“Memory and history permeate the austere imagery of Laurinda Stockwell. Stockwell’s works are evocations of time. Her works record the natural world to create visual interpretations of the temporal world. A photographer who works with assemblage, she collects feathers, branches and natural history illustrations, juxtaposing the natural image with the second-hand, to make still-life photographs and assemblages with a subtle poignancy. Stockwell looks for significant objects, just as others search for significant form. She sees these assemblages as landscapes.

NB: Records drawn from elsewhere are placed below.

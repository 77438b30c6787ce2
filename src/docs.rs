// src/docs.rs

use utoipa::openapi::security::{Http, HttpAuthScheme, SecurityScheme};
use utoipa::OpenApi;

use crate::handlers;
use crate::models;

#[derive(OpenApi)]
#[openapi(
    paths(
        // --- Workspaces ---
        handlers::workspaces::create_workspace,
        handlers::workspaces::list_my_workspaces,

        // --- Leads ---
        handlers::leads::create_lead,
        handlers::leads::list_leads,
        handlers::leads::update_lead_status,
        handlers::leads::assign_lead,
        handlers::leads::delete_lead,

        // --- Webhooks ---
        handlers::webhooks::create_webhook,
        handlers::webhooks::list_webhooks,
        handlers::webhooks::update_webhook,
        handlers::webhooks::deactivate_webhook,
        handlers::webhooks::list_webhook_logs,
        handlers::webhooks::receive_delivery,
    ),
    components(
        schemas(
            // --- Workspaces ---
            models::workspace::Workspace,
            models::workspace::MemberStatus,
            models::workspace::WorkspaceMember,
            models::workspace::CreateWorkspacePayload,
            models::workspace::CreateMemberPayload,
            models::workspace::UpdateMemberStatusPayload,
            models::workspace::UpdateMemberRolePayload,

            // --- RBAC ---
            models::rbac::Role,
            models::rbac::CreateRolePayload,
            models::rbac::PermissionDescriptor,

            // --- Leads ---
            models::lead::Lead,
            models::lead::CreateLeadPayload,
            models::lead::UpdateLeadStatusPayload,
            models::lead::AssignLeadPayload,

            // --- Webhooks ---
            models::webhook::WebhookEndpoint,
            models::webhook::WebhookEndpointCreated,
            models::webhook::WebhookLog,
            models::webhook::CreateWebhookEndpointPayload,
            models::webhook::UpdateWebhookEndpointPayload,

            // --- Atividades ---
            models::activity::Activity,
            models::activity::ActivityType,
        )
    ),
    tags(
        (name = "Workspaces", description = "Gestão de Workspaces e Acesso"),
        (name = "Leads", description = "Gestão de Leads do Funil"),
        (name = "Webhooks", description = "Endpoints de Webhook e Entregas"),
    ),
    modifiers(&SecurityAddon)
)]
pub struct ApiDoc;

struct SecurityAddon;

impl utoipa::Modify for SecurityAddon {
    fn modify(&self, openapi: &mut utoipa::openapi::OpenApi) {
        let components = openapi.components.get_or_insert_with(Default::default);
        components.add_security_scheme(
            "api_jwt",
            SecurityScheme::Http(Http::new(HttpAuthScheme::Bearer)),
        );
    }
}
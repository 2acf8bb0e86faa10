//! An ordered set of small non-negative integer indices
use serde::{Deserialize, Deserializer, Serialize, Serializer};
use std::cmp::Ordering;
use std::fmt;
use std::iter::FromIterator;
use std::ops::{BitAnd, BitAndAssign, BitOr, BitOrAssign, Range, Sub, SubAssign};

const WORD_BITS: usize = 64;

/// Bit-word backed set of `usize` indices.
///
/// The word vector carries no trailing zero words, so `PartialEq` and the
/// serialized form are canonical. Ordering is lexicographic over the
/// ascending index sequence, not over the raw words.
#[derive(Debug, Clone, PartialEq, Eq, Default)]
pub struct IndexSet {
    words: Vec<u64>,
}

impl IndexSet {
    pub fn new() -> Self {
        Self { words: Vec::new() }
    }

    pub fn insert(&mut self, index: usize) {
        let word = index / WORD_BITS;
        if word >= self.words.len() {
            self.words.resize(word + 1, 0);
        }
        self.words[word] |= 1 << (index % WORD_BITS);
    }

    /// Insert every index in a contiguous range.
    pub fn insert_range(&mut self, range: Range<usize>) {
        for index in range {
            self.insert(index);
        }
    }

    /// Union-insert all members of `other`.
    pub fn insert_set(&mut self, other: &IndexSet) {
        if other.words.len() > self.words.len() {
            self.words.resize(other.words.len(), 0);
        }
        for (word, &o) in self.words.iter_mut().zip(other.words.iter()) {
            *word |= o;
        }
    }

    pub fn contains(&self, index: usize) -> bool {
        let word = index / WORD_BITS;
        word < self.words.len() && self.words[word] & (1 << (index % WORD_BITS)) != 0
    }

    pub fn card(&self) -> usize {
        self.words.iter().map(|w| w.count_ones() as usize).sum()
    }

    pub fn is_empty(&self) -> bool {
        self.words.is_empty()
    }

    pub fn first(&self) -> Option<usize> {
        self.iter().next()
    }

    pub fn last(&self) -> Option<usize> {
        let word = self.words.len().checked_sub(1)?;
        Some(word * WORD_BITS + (WORD_BITS - 1 - self.words[word].leading_zeros() as usize))
    }

    pub fn is_disjoint(&self, other: &IndexSet) -> bool {
        self.words
            .iter()
            .zip(other.words.iter())
            .all(|(a, b)| a & b == 0)
    }

    /// |self \ other| without allocating.
    pub fn diff_card(&self, other: &IndexSet) -> usize {
        self.words
            .iter()
            .enumerate()
            .map(|(i, &w)| {
                let o = other.words.get(i).copied().unwrap_or(0);
                (w & !o).count_ones() as usize
            })
            .sum()
    }

    pub fn union(&self, other: &IndexSet) -> IndexSet {
        let mut out = self.clone();
        out.insert_set(other);
        out
    }

    pub fn intersection(&self, other: &IndexSet) -> IndexSet {
        let words = self
            .words
            .iter()
            .zip(other.words.iter())
            .map(|(a, b)| a & b)
            .collect();
        Self::from_words(words)
    }

    pub fn difference(&self, other: &IndexSet) -> IndexSet {
        let words = self
            .words
            .iter()
            .enumerate()
            .map(|(i, &w)| w & !other.words.get(i).copied().unwrap_or(0))
            .collect();
        Self::from_words(words)
    }

    /// Iterate members in ascending order.
    pub fn iter(&self) -> Iter<'_> {
        Iter {
            words: &self.words,
            word_index: 0,
            current: self.words.first().copied().unwrap_or(0),
        }
    }

    fn from_words(words: Vec<u64>) -> Self {
        let mut set = Self { words };
        set.normalize();
        set
    }

    fn normalize(&mut self) {
        while self.words.last() == Some(&0) {
            self.words.pop();
        }
    }
}

pub struct Iter<'a> {
    words: &'a [u64],
    word_index: usize,
    current: u64,
}

impl Iterator for Iter<'_> {
    type Item = usize;

    fn next(&mut self) -> Option<usize> {
        while self.current == 0 {
            self.word_index += 1;
            if self.word_index >= self.words.len() {
                return None;
            }
            self.current = self.words[self.word_index];
        }
        let bit = self.current.trailing_zeros() as usize;
        self.current &= self.current - 1;
        Some(self.word_index * WORD_BITS + bit)
    }
}

impl<'a> IntoIterator for &'a IndexSet {
    type Item = usize;
    type IntoIter = Iter<'a>;

    fn into_iter(self) -> Self::IntoIter {
        self.iter()
    }
}

impl FromIterator<usize> for IndexSet {
    fn from_iter<I: IntoIterator<Item = usize>>(iter: I) -> Self {
        let mut set = Self::new();
        for index in iter {
            set.insert(index);
        }
        set
    }
}

impl Ord for IndexSet {
    fn cmp(&self, other: &Self) -> Ordering {
        self.iter().cmp(other.iter())
    }
}

impl PartialOrd for IndexSet {
    fn partial_cmp(&self, other: &Self) -> Option<Ordering> {
        Some(self.cmp(other))
    }
}

impl BitOr for &IndexSet {
    type Output = IndexSet;
    fn bitor(self, rhs: &IndexSet) -> IndexSet {
        self.union(rhs)
    }
}

impl BitOrAssign<&IndexSet> for IndexSet {
    fn bitor_assign(&mut self, rhs: &IndexSet) {
        self.insert_set(rhs);
    }
}

impl BitAnd for &IndexSet {
    type Output = IndexSet;
    fn bitand(self, rhs: &IndexSet) -> IndexSet {
        self.intersection(rhs)
    }
}

impl BitAndAssign<&IndexSet> for IndexSet {
    fn bitand_assign(&mut self, rhs: &IndexSet) {
        *self = self.intersection(rhs);
    }
}

impl Sub for &IndexSet {
    type Output = IndexSet;
    fn sub(self, rhs: &IndexSet) -> IndexSet {
        self.difference(rhs)
    }
}

impl SubAssign<&IndexSet> for IndexSet {
    fn sub_assign(&mut self, rhs: &IndexSet) {
        *self = self.difference(rhs);
    }
}

impl fmt::Display for IndexSet {
    fn fmt(&self, f: &mut fmt::Formatter<'_>) -> fmt::Result {
        write!(f, "[")?;
        let mut first = true;
        for index in self.iter() {
            if !first {
                write!(f, " ")?;
            }
            write!(f, "{}", index)?;
            first = false;
        }
        write!(f, "]")
    }
}

impl Serialize for IndexSet {
    fn serialize<S>(&self, serializer: S) -> Result<S::Ok, S::Error>
    where
        S: Serializer,
    {
        self.words.serialize(serializer)
    }
}

impl<'de> Deserialize<'de> for IndexSet {
    fn deserialize<D>(deserializer: D) -> Result<Self, D::Error>
    where
        D: Deserializer<'de>,
    {
        Ok(Self::from_words(Vec::<u64>::deserialize(deserializer)?))
    }
}
//! Modular arithmetic and probabilistic primality testing
use rand::Rng;

/// a·b mod n using a u128 intermediate to avoid overflow.
pub fn mul_mod(a: u64, b: u64, n: u64) -> u64 {
    ((a as u128 * b as u128) % n as u128) as u64
}

/// base^exp mod n.
pub fn pow_mod(mut base: u64, mut exp: u64, n: u64) -> u64 {
    if n == 1 {
        return 0;
    }
    let mut result: u64 = 1;
    base %= n;
    while exp > 0 {
        if exp & 1 == 1 {
            result = mul_mod(result, base, n);
        }
        exp >>= 1;
        base = mul_mod(base, base, n);
    }
    result
}

const SMALL_PRIMES: [u64; 12] = [2, 3, 5, 7, 11, 13, 17, 19, 23, 29, 31, 37];

/// Miller–Rabin with `iterations` uniformly random witness bases.
/// Error probability is at most 4^-iterations for composite n.
pub fn is_prime(n: u64, iterations: u32, rng: &mut impl Rng) -> bool {
    if n < 2 {
        return false;
    }
    for &p in &SMALL_PRIMES {
        if n == p {
            return true;
        }
        if n % p == 0 {
            return false;
        }
    }

    // n odd and > 37: write n-1 = 2^s * d with d odd
    let s = (n - 1).trailing_zeros();
    let d = (n - 1) >> s;

    'witness: for _ in 0..iterations {
        let a = rng.gen_range(2..n - 1);
        let mut x = pow_mod(a, d, n);
        if x == 1 || x == n - 1 {
            continue;
        }
        for _ in 0..s - 1 {
            x = mul_mod(x, x, n);
            if x == n - 1 {
                continue 'witness;
            }
        }
        return false;
    }
    true
}
use modchain::{
    chain::{build_mod_chain, Context, CycloParams, ModChainParams},
    sdk::api::Platform,
    sizes::{read_binary, read_text, write_binary, write_text},
};
use std::f64::consts::LN_2;

#[test]
fn build_query_serialize() {
    set_up_logs();

    let cyclo = CycloParams::new(16384, 2, 1).unwrap();
    let mut context = Context::new(cyclo, Platform::native()).unwrap();
    let params = ModChainParams {
        n_bits: 119,
        n_dgts: 2,
        resolution: 3,
    };
    let table = build_mod_chain(&mut context, &params, None).unwrap();

    // modulus-switch down to ~60 bits keeping as much of Q as possible
    let from = context.ctxt_primes().clone();
    let chosen = table
        .get_set_for_size(55.0 * LN_2, 62.0 * LN_2, &from, false)
        .unwrap();
    let chosen_log = context.log_of_product(&chosen).unwrap();
    assert!(55.0 * LN_2 <= chosen_log && chosen_log <= 62.0 * LN_2);
    // the best candidate keeps one of the two ctxt primes
    assert_eq!(from.diff_card(&chosen), 1);

    // key-switching sizes one set against ctxt primes and one against digits
    let digit = &context.digits()[0];
    let chosen = table
        .get_set_for_size2(30.0 * LN_2, 50.0 * LN_2, &from, digit, false)
        .unwrap();
    let chosen_log = context.log_of_product(&chosen).unwrap();
    assert!(30.0 * LN_2 <= chosen_log && chosen_log <= 50.0 * LN_2);

    // both stream framings restore the table entry-for-entry
    let mut text = Vec::new();
    write_text(&mut text, &table).unwrap();
    assert_eq!(read_text(&mut text.as_slice()).unwrap(), table);

    let mut binary = Vec::new();
    write_binary(&mut binary, &table).unwrap();
    assert_eq!(read_binary(&mut binary.as_slice()).unwrap(), table);
}

fn set_up_logs() {
    // set up an event subscriber for logs
    let _ = tracing_subscriber::fmt()
        .with_max_level(tracing::Level::DEBUG)
        .try_init();
}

There is no clearly understood narrative in Stockwell’s works. The analogies which she draws among objects within a piece are evocative and associative-not at all literal. In these assemblages, she has honed her vocabulary into a significant language that is once nostalgic and historical, yet very contemporary. The works suggest the spiritual and the precious yet look as if made with little deliberate labor. Stockwell achieves succinct poetic form in these works.” ~ Alison Weld, New Jersey State Museum
I’ve been working on this series in fits and starts for almost 20 years but I consider it an on going project. It’s become a way of seeing as I collect objects specifically to photograph.
As I get older, time and memory have changed. I now sift through old letters, cards and collected objects to activate and encourage memory. My parents suffered severe memory loss before their recent deaths. That loss of memory was also a loss of who they were. Experience often defines who we are as well as who we will become.